→ **Exercise brief**
The job is to find each line in the entries holding the string "derive" and copy that line.

→ **Records for this exercise**

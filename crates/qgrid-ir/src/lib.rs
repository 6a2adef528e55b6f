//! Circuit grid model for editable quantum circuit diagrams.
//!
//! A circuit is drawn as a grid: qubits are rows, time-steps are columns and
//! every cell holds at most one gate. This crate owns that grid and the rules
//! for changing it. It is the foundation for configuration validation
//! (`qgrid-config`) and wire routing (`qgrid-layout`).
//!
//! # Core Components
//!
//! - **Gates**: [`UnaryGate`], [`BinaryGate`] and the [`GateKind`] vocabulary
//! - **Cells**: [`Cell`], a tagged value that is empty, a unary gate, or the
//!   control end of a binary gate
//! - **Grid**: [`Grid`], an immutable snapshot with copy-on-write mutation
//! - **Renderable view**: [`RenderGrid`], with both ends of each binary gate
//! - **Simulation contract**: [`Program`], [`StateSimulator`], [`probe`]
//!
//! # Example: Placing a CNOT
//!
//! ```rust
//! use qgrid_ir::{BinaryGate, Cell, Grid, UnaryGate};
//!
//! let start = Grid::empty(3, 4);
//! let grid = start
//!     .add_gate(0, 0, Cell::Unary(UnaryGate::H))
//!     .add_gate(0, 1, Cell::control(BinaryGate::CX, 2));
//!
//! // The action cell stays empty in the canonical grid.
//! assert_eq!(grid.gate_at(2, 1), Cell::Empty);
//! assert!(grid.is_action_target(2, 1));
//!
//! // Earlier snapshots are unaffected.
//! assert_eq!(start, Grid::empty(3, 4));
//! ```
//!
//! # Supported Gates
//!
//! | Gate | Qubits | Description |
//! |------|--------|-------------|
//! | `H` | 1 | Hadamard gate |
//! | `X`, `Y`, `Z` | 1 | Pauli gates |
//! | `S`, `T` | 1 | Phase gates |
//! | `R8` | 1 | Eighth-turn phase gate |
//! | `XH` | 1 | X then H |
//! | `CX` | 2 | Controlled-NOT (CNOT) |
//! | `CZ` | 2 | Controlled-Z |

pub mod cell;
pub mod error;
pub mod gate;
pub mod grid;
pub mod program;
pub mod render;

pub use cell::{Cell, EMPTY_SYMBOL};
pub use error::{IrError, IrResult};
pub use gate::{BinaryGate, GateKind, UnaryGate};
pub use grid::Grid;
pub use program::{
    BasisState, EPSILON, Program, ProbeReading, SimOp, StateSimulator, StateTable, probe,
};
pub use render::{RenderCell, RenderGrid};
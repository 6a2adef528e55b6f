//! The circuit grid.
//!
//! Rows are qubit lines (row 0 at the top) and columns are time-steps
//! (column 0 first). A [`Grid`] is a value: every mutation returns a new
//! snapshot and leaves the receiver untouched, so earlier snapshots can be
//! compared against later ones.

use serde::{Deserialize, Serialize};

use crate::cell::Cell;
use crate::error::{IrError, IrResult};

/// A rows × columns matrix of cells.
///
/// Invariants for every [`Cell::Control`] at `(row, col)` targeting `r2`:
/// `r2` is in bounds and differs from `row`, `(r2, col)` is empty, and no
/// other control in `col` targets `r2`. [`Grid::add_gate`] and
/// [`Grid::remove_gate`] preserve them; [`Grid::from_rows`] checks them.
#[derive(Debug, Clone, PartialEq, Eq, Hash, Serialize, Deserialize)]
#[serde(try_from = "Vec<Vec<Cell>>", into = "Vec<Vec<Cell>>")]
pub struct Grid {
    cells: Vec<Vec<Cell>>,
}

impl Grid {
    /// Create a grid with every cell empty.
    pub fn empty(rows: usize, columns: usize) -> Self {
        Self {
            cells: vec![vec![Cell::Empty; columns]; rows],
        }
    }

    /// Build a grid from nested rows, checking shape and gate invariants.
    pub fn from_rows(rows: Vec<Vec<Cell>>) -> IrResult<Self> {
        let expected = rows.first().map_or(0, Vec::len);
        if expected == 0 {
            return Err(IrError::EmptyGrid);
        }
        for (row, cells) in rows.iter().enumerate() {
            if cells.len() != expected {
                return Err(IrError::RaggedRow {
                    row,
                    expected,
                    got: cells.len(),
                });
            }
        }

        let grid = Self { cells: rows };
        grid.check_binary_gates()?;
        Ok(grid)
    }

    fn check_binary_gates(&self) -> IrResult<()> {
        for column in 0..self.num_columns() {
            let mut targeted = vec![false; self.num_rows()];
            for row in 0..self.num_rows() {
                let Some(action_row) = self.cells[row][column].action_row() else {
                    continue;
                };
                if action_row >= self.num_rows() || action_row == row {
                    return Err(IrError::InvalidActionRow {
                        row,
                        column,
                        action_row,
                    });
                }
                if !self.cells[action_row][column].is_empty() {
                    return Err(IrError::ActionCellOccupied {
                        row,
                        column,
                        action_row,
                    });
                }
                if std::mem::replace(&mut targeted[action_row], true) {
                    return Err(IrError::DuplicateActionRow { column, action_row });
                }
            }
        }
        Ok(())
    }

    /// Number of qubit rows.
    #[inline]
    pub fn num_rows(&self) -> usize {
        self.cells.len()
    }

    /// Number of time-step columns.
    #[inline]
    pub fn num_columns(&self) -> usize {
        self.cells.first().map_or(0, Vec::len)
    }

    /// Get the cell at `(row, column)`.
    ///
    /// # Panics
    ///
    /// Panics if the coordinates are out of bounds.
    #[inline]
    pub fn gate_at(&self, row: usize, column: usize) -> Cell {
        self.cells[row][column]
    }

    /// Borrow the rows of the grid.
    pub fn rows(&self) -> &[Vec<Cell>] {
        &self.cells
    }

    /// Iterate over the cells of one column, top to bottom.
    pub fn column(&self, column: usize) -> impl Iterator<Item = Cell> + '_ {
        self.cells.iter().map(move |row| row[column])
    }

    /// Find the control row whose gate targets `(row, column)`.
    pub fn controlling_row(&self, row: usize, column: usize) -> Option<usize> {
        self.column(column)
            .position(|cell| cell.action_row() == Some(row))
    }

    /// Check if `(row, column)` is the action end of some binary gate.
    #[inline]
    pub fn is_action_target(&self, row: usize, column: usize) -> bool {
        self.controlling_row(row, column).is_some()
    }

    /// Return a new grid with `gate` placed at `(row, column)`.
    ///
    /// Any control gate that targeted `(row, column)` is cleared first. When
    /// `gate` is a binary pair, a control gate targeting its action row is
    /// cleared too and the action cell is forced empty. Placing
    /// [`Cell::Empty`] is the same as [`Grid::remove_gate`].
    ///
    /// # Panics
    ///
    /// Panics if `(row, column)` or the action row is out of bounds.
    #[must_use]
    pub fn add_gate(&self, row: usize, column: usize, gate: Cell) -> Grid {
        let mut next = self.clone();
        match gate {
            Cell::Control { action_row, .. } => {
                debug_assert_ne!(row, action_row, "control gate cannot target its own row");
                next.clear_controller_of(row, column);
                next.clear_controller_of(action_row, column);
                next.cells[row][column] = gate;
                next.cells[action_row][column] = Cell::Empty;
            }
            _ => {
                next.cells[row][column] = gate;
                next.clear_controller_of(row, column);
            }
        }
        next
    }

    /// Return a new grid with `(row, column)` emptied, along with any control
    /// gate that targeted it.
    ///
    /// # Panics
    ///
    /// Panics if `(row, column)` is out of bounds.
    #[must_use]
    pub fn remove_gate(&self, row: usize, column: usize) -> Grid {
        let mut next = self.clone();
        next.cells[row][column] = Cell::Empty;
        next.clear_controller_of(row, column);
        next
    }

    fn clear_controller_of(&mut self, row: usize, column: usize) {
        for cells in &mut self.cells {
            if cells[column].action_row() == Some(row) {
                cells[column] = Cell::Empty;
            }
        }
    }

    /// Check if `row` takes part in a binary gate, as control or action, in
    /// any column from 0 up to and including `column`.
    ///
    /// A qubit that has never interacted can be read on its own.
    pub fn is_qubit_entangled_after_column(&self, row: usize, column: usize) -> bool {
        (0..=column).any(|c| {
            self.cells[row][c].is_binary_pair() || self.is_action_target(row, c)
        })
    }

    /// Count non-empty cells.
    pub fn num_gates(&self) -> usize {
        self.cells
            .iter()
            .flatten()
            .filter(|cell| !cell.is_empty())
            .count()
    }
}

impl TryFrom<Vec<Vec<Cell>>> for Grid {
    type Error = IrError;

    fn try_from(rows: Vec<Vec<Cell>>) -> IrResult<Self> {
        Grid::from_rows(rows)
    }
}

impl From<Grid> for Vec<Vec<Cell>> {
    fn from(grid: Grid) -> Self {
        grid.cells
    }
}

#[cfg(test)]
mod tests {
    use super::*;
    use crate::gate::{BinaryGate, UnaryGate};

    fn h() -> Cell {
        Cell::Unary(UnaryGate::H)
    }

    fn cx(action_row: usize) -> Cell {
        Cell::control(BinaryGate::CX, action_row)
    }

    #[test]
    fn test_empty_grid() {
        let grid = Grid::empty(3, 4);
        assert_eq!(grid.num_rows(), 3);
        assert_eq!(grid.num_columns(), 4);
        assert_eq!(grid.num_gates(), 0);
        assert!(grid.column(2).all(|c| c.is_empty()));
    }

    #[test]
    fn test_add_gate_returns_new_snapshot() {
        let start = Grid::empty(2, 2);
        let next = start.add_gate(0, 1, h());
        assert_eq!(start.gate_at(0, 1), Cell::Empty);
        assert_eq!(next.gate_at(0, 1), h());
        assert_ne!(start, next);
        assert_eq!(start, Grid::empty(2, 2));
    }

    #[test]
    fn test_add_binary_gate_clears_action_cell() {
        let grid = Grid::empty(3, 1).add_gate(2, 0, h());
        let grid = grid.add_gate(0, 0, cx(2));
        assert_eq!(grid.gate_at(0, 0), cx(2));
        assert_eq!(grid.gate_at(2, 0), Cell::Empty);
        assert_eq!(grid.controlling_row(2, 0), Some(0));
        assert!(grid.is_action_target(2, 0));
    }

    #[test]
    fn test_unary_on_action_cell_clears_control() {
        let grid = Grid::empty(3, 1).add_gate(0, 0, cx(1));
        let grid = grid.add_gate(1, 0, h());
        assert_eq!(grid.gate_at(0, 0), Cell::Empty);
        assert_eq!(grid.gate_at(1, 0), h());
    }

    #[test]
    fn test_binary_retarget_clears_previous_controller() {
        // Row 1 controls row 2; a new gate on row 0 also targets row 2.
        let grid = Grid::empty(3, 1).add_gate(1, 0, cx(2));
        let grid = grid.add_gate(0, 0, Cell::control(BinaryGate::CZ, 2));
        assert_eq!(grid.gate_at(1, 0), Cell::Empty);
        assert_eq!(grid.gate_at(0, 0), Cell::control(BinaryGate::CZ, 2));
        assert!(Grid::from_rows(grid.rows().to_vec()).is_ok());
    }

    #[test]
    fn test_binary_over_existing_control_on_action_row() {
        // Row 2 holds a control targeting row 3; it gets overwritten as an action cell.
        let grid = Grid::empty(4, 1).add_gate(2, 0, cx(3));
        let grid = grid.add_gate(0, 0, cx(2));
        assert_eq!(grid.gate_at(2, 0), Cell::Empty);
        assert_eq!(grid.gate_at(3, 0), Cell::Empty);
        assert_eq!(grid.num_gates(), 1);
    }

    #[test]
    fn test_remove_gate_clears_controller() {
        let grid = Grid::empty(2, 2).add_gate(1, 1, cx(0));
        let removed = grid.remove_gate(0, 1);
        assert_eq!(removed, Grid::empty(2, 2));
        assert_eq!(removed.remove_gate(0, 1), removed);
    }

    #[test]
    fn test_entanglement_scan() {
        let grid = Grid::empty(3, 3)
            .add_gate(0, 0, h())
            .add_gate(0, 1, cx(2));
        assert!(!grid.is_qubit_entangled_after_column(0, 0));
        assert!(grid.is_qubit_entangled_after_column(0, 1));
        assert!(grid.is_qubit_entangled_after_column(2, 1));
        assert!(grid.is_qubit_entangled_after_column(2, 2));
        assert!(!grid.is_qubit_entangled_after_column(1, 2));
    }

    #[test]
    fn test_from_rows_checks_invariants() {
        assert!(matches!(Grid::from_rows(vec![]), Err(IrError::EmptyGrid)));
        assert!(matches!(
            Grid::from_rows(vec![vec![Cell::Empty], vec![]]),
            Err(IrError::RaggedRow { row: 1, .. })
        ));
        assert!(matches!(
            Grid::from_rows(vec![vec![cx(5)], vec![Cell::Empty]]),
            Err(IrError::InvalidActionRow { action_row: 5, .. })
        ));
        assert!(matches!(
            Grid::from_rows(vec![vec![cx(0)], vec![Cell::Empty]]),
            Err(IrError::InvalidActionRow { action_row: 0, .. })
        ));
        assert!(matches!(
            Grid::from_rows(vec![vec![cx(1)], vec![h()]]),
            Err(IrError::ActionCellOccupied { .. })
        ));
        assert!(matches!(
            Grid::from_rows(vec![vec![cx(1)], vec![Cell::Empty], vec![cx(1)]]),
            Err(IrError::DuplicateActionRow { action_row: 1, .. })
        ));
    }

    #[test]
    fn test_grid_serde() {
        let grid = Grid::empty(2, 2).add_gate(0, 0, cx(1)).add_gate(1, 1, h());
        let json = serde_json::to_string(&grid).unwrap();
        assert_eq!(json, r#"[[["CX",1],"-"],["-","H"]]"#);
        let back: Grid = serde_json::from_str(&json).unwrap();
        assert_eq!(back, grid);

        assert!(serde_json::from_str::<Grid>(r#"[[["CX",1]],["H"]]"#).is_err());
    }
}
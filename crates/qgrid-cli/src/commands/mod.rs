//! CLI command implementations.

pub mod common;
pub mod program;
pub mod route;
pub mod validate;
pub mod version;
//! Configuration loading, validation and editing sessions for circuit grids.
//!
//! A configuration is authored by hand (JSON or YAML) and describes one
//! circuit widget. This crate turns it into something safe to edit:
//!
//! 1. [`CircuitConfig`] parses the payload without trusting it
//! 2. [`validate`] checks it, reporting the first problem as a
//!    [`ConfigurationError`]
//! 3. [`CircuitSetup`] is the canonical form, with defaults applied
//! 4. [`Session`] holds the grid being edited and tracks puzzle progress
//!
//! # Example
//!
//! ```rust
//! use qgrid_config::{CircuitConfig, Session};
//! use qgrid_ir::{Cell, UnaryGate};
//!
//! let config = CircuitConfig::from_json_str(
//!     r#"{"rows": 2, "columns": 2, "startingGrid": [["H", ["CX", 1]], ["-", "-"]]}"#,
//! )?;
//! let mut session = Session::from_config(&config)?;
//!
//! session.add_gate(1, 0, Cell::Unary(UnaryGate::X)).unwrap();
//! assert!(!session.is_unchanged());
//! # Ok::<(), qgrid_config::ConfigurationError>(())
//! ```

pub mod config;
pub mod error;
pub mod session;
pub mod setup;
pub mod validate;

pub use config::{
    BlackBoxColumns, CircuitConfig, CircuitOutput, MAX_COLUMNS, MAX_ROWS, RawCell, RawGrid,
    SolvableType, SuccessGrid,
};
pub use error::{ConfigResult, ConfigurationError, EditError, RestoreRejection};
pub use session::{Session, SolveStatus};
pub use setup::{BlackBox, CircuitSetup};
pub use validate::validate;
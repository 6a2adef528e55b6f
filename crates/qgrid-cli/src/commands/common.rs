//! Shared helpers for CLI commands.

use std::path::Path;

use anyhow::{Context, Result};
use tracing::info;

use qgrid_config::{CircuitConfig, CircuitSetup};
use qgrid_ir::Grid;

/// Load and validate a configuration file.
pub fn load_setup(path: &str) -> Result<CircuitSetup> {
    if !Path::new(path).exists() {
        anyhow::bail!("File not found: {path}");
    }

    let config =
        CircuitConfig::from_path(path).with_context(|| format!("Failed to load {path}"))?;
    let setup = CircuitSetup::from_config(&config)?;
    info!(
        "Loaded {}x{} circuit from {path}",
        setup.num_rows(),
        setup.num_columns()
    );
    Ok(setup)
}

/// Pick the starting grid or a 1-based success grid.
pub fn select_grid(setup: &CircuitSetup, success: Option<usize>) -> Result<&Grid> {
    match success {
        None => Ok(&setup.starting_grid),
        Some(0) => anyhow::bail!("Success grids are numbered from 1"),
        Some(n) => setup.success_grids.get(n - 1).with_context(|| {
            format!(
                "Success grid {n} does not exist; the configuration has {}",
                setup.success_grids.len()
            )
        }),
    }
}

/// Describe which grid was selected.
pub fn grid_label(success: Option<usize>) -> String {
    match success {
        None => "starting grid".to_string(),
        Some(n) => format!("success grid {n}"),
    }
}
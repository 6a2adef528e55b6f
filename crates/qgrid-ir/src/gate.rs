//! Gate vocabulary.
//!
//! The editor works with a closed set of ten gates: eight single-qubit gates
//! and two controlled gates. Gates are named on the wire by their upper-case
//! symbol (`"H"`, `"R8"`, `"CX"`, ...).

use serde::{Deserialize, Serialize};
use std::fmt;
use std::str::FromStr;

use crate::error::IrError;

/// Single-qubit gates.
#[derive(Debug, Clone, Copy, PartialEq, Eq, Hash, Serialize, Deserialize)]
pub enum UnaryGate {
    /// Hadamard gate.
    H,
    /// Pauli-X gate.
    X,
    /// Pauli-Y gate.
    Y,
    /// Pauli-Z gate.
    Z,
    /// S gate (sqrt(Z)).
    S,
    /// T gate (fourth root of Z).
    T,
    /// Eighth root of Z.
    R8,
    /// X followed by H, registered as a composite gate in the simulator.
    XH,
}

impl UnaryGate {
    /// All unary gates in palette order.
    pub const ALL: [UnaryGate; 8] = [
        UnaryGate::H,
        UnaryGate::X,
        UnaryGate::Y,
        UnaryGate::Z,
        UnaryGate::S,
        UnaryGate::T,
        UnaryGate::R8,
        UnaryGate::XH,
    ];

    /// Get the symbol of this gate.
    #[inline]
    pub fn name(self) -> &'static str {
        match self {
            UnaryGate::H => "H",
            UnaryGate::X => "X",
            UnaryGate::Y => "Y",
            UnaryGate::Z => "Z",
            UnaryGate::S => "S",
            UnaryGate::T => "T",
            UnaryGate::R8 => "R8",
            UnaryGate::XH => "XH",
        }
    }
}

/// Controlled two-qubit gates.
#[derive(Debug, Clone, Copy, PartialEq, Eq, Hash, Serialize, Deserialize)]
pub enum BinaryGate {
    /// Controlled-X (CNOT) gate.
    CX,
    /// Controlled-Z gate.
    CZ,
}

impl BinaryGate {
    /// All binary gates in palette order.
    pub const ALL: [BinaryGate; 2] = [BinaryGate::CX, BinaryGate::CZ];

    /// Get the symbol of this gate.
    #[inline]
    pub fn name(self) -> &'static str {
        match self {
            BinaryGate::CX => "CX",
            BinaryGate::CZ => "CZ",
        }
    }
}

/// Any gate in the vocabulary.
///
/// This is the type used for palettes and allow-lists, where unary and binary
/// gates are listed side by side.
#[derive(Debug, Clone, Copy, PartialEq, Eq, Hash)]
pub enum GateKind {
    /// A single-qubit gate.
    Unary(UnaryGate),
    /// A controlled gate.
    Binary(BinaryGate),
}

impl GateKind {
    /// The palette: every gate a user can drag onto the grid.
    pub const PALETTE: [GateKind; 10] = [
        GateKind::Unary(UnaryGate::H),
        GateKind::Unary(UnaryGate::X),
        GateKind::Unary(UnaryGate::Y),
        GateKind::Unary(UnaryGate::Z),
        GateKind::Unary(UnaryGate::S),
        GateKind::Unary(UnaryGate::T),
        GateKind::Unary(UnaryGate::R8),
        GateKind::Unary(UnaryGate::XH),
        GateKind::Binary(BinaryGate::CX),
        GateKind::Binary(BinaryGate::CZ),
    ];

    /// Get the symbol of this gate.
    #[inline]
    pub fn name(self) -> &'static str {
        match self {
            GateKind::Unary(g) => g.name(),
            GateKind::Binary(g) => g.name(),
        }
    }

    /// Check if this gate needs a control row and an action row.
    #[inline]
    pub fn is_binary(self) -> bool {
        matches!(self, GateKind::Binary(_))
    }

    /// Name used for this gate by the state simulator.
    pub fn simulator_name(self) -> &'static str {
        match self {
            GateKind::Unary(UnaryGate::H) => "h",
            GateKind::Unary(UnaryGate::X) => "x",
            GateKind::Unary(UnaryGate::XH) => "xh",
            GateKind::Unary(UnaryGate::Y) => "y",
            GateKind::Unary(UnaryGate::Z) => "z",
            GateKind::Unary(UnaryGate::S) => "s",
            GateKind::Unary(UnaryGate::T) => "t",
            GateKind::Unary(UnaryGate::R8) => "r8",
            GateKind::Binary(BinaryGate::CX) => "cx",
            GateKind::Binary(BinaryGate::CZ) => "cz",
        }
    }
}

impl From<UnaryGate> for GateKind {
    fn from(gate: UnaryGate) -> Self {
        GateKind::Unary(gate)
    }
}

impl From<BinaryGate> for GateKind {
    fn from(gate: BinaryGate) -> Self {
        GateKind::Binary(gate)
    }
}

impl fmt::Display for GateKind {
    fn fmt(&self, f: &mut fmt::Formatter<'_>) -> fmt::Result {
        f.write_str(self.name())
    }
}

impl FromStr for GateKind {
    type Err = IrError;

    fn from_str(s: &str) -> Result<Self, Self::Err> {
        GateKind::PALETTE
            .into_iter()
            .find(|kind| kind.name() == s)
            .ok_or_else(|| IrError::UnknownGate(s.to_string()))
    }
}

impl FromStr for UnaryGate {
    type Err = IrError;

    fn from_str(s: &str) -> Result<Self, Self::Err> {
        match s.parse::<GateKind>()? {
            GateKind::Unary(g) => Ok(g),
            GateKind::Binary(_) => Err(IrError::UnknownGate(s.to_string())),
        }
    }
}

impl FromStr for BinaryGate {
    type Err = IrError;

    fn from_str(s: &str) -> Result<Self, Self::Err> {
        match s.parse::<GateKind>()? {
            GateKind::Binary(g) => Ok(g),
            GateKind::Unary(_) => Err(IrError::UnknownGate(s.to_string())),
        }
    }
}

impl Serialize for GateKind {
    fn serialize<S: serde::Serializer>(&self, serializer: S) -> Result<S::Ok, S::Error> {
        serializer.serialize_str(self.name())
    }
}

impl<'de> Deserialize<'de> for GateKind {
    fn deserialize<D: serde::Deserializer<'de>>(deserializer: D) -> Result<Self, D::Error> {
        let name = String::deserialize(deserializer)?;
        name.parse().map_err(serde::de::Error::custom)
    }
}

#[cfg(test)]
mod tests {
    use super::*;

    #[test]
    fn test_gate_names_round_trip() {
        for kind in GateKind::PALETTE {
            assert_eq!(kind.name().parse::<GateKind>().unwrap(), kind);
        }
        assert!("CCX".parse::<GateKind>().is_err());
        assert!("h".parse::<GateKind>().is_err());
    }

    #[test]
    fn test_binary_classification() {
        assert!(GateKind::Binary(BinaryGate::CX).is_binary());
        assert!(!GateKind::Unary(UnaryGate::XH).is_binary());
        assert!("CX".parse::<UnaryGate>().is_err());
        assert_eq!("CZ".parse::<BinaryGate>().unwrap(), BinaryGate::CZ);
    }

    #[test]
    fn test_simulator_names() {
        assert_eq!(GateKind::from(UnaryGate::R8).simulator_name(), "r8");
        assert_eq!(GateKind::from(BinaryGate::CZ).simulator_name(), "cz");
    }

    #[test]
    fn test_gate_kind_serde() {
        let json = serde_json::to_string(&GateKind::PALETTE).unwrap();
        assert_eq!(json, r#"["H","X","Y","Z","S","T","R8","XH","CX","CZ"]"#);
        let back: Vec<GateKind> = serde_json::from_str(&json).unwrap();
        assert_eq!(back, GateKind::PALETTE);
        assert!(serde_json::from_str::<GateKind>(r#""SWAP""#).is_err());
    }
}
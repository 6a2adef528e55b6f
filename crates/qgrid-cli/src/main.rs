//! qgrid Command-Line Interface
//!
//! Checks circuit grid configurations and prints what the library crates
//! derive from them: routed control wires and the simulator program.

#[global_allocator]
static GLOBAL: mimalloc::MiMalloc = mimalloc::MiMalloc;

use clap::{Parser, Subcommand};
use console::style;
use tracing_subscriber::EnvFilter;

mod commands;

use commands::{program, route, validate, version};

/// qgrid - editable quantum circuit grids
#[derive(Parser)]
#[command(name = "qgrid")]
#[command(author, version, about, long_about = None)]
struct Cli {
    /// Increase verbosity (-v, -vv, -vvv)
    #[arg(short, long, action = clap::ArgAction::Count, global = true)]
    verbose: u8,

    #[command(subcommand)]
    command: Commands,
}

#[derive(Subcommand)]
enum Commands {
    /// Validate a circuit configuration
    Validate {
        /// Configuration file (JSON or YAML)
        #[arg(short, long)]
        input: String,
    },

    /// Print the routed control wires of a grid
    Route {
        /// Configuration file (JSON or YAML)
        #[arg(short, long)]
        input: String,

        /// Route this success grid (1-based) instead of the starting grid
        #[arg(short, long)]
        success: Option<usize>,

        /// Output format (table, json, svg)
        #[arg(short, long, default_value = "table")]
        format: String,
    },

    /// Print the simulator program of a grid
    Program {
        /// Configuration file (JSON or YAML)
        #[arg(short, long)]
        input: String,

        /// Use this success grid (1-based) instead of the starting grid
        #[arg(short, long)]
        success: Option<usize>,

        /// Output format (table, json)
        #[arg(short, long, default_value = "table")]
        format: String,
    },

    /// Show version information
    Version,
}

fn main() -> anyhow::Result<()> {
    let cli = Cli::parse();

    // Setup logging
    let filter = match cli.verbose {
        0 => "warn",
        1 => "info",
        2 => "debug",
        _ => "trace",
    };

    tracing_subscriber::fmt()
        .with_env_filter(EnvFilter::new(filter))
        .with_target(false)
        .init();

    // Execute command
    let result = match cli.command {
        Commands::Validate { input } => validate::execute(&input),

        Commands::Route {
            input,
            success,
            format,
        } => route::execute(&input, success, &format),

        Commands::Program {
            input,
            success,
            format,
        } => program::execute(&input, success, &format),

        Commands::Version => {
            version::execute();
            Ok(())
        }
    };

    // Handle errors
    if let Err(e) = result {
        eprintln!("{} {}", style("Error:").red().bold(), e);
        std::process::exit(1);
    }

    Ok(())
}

→ **Solution to this exercise**
#[derive(Debug, Clone, PartialEq, Eq, Hash, Serialize, Deserialize)]
#[derive(Debug, Clone, Copy, PartialEq, Eq, Hash, Serialize, Deserialize)]
#[derive(Debug, Clone, Copy, PartialEq, Eq, Hash, Serialize, Deserialize)]
#[derive(Debug, Clone, Copy, PartialEq, Eq, Hash)]
//! derive from them: routed control wires and the simulator program.
#[derive(Parser)]
#[derive(Subcommand)]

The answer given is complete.